** Task material **
::::::::

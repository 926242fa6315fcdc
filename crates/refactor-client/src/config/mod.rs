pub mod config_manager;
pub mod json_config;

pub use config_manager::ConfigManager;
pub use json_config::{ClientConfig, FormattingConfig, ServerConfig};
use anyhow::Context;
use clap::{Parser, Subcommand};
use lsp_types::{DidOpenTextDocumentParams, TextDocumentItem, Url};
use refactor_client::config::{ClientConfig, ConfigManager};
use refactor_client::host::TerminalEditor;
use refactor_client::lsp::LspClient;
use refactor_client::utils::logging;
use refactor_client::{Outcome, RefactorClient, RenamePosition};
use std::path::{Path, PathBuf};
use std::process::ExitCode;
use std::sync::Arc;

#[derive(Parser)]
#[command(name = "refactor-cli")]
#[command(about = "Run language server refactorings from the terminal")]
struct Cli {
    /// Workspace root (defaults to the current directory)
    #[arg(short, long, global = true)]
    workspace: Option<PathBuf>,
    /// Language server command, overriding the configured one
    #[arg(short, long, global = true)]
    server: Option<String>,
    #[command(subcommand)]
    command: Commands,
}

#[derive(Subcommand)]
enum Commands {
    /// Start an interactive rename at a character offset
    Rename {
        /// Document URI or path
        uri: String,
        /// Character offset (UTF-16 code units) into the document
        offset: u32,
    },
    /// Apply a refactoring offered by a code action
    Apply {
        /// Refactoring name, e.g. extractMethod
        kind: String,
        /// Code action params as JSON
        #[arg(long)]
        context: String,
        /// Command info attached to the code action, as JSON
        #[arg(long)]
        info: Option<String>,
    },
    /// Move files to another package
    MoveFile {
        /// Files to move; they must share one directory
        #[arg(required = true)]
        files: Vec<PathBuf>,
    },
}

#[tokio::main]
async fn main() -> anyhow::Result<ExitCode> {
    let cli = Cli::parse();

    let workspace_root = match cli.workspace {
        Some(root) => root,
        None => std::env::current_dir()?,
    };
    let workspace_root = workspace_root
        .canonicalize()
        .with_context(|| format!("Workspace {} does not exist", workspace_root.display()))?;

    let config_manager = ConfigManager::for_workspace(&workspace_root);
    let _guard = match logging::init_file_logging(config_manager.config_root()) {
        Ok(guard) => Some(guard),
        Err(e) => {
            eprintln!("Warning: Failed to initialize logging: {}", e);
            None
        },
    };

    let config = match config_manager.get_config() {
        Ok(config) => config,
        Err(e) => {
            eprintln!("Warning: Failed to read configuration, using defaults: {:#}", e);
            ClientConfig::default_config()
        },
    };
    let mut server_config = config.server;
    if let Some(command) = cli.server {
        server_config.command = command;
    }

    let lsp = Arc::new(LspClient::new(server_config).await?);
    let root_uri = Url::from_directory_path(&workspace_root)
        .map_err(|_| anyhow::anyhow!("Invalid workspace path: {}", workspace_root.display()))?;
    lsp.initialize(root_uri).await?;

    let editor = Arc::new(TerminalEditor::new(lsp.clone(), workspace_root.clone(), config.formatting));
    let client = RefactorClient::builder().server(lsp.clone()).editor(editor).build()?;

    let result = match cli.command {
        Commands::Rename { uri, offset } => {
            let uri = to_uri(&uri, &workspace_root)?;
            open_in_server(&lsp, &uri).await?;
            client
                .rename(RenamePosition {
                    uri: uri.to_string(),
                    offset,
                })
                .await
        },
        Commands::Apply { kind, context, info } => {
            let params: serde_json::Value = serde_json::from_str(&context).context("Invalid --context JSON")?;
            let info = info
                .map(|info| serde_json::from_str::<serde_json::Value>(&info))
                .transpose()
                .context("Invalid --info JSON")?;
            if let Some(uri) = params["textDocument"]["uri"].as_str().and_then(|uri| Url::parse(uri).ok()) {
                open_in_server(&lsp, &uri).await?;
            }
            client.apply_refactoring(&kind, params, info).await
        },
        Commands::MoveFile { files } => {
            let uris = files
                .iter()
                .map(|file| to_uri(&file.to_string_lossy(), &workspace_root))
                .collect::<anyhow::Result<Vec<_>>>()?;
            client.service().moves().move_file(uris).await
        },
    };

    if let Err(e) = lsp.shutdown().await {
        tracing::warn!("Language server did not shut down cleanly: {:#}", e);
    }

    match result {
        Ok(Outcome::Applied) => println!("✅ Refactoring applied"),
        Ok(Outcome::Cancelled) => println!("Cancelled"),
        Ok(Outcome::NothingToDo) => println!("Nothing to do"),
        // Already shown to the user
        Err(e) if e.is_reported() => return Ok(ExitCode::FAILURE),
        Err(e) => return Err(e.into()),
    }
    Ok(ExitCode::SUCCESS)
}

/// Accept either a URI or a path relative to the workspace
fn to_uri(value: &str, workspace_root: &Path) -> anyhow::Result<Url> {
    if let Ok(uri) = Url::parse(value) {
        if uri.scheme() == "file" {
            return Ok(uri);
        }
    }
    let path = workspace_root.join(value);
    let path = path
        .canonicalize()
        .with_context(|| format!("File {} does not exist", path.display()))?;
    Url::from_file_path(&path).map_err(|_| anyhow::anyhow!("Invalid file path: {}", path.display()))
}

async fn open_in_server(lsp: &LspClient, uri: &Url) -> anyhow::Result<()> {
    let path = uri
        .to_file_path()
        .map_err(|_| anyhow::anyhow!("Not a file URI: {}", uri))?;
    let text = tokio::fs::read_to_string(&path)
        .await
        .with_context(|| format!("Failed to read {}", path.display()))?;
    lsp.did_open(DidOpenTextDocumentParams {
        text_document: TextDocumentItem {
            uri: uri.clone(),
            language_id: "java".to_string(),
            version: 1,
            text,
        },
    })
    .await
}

::::::::

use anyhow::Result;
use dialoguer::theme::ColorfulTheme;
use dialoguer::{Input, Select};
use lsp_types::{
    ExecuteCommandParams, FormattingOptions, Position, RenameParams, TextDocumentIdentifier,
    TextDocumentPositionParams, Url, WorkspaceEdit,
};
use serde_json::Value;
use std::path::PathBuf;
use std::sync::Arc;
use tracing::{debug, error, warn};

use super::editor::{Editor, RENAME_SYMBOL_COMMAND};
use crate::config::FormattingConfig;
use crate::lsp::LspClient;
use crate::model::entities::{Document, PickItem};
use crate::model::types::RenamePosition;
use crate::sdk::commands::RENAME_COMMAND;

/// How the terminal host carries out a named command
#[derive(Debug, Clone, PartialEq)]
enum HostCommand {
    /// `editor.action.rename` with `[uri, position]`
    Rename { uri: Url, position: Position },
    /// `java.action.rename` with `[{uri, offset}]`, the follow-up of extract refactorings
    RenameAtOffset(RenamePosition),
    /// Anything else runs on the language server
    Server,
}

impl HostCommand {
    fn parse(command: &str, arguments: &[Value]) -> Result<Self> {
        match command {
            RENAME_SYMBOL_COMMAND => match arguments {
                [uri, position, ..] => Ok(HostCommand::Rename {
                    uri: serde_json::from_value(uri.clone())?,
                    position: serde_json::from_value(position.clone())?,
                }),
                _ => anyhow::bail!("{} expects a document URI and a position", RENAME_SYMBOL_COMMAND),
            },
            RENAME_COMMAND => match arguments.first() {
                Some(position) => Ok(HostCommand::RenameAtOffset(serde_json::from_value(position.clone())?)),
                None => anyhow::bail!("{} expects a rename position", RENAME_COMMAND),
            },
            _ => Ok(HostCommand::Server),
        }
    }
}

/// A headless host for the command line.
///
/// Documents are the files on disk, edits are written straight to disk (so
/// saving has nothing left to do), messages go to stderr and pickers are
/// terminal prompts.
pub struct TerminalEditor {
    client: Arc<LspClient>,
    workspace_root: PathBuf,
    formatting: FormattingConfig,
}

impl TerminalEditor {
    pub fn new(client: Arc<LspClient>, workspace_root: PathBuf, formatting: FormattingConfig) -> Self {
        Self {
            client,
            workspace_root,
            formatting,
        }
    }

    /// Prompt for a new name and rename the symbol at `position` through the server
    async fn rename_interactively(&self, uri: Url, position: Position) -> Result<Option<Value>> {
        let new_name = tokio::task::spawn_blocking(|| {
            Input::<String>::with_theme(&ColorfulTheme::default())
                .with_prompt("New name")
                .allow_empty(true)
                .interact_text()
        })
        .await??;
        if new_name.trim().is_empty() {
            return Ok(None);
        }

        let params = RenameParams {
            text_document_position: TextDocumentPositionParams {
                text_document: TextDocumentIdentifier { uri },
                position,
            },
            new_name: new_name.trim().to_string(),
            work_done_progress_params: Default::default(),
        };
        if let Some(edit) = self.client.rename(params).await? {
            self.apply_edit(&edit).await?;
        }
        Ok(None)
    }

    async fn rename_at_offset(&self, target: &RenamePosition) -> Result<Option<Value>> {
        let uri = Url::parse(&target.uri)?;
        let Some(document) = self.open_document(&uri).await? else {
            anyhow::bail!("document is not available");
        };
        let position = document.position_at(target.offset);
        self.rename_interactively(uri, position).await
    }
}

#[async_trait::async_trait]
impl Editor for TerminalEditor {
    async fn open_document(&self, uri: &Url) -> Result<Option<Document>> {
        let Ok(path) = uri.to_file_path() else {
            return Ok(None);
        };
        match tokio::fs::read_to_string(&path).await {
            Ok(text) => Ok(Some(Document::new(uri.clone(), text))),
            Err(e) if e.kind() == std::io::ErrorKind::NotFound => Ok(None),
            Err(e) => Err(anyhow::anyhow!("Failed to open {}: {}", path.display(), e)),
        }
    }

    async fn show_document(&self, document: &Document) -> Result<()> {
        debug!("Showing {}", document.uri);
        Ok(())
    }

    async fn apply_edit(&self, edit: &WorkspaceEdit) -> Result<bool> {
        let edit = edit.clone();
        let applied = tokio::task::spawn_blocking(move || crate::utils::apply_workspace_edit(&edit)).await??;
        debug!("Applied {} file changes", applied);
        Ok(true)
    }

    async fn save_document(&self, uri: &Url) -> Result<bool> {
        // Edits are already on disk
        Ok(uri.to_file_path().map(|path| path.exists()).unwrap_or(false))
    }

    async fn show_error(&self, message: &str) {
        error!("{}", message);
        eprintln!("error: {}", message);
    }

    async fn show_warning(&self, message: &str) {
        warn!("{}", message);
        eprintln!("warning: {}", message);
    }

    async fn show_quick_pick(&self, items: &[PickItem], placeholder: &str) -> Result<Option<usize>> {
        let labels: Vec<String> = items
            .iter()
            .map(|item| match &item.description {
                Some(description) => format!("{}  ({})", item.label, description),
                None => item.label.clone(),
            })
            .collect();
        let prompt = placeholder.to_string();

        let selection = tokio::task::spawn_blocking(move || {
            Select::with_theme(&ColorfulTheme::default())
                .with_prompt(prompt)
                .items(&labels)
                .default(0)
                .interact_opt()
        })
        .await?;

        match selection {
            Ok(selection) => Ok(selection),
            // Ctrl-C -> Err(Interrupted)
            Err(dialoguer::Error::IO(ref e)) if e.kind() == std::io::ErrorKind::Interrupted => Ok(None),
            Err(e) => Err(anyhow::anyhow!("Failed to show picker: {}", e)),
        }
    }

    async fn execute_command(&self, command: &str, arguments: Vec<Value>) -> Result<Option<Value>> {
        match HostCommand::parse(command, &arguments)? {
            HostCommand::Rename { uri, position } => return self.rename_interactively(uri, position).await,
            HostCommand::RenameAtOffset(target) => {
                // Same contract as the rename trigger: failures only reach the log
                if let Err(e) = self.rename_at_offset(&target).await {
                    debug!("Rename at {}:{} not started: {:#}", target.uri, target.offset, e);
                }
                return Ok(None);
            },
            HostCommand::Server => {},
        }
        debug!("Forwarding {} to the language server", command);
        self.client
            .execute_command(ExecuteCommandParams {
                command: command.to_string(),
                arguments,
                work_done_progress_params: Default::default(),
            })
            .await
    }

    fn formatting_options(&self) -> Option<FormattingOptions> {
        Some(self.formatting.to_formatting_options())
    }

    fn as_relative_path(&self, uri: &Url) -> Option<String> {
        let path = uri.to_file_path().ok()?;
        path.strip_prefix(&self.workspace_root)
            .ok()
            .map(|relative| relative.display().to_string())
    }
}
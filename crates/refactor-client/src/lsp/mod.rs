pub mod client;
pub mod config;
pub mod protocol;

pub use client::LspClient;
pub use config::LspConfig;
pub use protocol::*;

::::::::

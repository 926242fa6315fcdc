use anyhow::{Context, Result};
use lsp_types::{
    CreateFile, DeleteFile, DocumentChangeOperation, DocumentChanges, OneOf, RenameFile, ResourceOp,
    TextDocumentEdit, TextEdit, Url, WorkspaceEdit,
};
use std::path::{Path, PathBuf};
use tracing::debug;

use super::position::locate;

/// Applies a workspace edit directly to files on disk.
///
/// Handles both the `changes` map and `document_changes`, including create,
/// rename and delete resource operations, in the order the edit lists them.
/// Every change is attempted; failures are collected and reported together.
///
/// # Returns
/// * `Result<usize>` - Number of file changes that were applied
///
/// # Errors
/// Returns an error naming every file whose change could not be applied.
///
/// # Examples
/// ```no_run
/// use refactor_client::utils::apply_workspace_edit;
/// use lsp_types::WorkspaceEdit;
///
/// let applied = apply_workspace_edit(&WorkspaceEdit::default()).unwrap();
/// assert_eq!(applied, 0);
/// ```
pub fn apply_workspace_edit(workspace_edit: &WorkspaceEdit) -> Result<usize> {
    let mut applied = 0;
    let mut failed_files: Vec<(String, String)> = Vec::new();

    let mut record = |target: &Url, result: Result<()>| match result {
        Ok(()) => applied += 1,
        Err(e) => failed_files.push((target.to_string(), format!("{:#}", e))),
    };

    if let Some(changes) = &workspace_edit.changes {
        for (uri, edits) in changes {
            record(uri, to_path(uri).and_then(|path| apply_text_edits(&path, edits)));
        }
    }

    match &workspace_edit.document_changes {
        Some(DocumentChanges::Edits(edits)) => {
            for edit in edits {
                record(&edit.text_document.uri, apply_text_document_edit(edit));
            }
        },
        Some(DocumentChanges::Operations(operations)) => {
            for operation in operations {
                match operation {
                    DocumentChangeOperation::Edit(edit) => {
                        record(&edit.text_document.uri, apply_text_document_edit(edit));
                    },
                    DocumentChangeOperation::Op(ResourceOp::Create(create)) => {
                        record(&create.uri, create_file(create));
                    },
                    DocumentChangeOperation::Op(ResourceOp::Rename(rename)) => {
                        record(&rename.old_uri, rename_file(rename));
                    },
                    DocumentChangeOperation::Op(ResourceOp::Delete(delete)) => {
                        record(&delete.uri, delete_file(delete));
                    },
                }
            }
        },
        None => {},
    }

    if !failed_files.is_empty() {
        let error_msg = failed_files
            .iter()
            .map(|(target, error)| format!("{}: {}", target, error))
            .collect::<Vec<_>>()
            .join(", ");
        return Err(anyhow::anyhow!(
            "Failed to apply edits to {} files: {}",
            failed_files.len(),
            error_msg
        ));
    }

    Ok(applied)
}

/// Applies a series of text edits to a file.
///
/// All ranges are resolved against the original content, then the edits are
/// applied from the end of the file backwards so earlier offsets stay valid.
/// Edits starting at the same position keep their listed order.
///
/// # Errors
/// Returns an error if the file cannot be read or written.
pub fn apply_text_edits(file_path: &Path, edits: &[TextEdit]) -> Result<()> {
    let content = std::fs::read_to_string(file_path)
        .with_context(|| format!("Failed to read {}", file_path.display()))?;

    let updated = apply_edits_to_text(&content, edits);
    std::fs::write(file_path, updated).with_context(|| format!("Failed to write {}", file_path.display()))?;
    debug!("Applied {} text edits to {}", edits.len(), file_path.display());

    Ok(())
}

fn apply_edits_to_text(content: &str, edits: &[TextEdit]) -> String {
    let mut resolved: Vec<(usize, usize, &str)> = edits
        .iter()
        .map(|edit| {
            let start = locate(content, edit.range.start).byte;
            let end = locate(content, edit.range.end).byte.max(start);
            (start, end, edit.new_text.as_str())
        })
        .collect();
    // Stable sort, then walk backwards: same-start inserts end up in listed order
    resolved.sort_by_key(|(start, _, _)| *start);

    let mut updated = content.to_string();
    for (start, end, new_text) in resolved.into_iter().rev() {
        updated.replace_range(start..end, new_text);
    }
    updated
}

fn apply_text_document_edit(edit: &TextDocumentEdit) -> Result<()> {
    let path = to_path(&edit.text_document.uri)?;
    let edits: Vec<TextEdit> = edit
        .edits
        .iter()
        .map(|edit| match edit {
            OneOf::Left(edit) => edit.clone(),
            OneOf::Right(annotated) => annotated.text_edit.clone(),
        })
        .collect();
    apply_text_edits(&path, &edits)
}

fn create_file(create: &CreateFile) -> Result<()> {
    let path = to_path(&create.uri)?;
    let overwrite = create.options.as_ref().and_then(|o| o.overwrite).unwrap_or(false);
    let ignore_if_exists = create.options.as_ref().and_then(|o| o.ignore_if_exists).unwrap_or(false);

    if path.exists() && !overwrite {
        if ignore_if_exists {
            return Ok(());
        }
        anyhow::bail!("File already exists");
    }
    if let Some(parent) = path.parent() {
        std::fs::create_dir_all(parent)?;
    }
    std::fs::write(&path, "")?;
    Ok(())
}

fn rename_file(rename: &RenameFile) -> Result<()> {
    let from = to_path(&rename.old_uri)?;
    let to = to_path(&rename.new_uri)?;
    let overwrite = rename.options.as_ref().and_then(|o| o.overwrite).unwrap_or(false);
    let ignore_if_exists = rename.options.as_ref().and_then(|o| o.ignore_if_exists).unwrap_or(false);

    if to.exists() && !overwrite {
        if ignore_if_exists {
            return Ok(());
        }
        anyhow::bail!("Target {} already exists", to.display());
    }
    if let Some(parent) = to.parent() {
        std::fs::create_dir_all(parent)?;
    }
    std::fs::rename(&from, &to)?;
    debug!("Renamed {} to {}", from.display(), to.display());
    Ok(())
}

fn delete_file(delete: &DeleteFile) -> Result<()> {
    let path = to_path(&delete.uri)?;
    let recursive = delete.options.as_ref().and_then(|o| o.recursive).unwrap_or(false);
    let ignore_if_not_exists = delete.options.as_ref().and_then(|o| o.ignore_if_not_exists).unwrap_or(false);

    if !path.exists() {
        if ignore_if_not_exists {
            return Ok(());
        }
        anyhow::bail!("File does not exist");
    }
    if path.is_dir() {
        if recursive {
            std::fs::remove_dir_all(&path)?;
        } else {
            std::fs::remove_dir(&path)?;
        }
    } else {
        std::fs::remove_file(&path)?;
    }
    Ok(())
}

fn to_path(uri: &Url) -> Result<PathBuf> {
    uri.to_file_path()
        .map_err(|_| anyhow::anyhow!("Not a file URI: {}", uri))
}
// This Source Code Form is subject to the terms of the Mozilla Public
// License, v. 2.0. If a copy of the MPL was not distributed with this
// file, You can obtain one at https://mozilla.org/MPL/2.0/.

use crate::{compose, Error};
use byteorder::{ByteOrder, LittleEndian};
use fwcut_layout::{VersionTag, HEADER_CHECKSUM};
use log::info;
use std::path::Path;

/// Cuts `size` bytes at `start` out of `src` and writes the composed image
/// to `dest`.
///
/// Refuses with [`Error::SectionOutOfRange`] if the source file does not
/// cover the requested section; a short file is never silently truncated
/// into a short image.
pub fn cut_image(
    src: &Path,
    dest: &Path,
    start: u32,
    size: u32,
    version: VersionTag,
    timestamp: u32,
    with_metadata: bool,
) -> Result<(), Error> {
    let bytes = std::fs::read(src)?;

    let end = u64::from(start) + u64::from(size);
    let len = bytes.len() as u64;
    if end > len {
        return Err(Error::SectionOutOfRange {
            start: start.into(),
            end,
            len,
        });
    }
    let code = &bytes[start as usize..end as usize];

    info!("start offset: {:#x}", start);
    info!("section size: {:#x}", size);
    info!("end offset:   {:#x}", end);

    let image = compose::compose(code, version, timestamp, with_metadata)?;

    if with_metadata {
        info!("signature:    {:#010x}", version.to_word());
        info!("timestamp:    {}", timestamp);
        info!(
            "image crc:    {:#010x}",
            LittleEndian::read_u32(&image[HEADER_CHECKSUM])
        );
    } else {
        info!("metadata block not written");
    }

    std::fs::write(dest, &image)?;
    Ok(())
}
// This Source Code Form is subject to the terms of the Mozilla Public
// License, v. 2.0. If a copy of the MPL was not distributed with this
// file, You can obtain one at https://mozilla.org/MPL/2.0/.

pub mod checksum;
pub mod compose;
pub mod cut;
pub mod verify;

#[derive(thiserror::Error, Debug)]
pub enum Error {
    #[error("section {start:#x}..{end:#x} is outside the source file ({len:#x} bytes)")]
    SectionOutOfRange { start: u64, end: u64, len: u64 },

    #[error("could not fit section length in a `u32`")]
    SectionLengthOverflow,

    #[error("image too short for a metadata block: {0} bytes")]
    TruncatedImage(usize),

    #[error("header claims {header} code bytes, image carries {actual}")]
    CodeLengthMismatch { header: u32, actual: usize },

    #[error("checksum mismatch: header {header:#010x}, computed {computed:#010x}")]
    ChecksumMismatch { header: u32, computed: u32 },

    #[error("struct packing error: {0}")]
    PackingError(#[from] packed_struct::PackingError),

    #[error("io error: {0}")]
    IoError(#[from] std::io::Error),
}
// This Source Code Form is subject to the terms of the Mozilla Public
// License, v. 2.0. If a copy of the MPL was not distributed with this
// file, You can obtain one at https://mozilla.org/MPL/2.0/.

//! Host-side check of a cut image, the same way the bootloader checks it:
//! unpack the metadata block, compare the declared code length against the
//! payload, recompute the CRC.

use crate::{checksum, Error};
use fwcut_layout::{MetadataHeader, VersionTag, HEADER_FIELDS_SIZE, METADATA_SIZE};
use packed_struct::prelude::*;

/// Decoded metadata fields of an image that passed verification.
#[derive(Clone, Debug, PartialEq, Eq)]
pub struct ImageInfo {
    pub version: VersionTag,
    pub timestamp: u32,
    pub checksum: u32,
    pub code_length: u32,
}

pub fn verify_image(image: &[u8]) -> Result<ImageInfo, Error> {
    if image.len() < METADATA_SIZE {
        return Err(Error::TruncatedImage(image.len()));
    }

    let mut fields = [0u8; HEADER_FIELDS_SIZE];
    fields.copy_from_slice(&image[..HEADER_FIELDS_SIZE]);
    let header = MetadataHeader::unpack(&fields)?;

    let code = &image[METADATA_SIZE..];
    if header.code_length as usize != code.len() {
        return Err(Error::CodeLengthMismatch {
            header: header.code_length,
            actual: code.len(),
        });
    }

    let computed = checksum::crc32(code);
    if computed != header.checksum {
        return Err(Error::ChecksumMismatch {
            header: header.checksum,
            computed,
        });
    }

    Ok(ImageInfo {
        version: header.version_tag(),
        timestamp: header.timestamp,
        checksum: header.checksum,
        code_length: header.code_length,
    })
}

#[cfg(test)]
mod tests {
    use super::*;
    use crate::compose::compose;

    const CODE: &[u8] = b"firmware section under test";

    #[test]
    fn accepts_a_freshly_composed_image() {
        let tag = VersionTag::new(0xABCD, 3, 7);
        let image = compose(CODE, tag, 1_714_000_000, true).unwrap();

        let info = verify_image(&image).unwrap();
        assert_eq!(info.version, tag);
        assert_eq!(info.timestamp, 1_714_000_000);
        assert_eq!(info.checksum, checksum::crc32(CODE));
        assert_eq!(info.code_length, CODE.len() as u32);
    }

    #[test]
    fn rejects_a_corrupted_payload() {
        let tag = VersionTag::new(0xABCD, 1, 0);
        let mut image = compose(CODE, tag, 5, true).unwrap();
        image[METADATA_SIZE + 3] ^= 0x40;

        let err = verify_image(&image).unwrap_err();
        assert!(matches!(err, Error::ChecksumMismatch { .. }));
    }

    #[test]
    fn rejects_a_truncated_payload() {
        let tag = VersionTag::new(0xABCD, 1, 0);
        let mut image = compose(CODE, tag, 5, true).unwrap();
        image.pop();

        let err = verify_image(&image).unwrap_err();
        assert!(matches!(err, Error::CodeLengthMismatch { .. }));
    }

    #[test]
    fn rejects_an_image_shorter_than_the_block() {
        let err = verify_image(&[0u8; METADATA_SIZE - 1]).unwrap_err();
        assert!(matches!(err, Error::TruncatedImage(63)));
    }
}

::::::::

** Directions **
Every line of the entries that includes "utils" must be copied into the answer.

** Answer section **
use refactor_client::utils::logging;
        let applied = tokio::task::spawn_blocking(move || crate::utils::apply_workspace_edit(&edit)).await??;
/// use refactor_client::utils::apply_workspace_edit;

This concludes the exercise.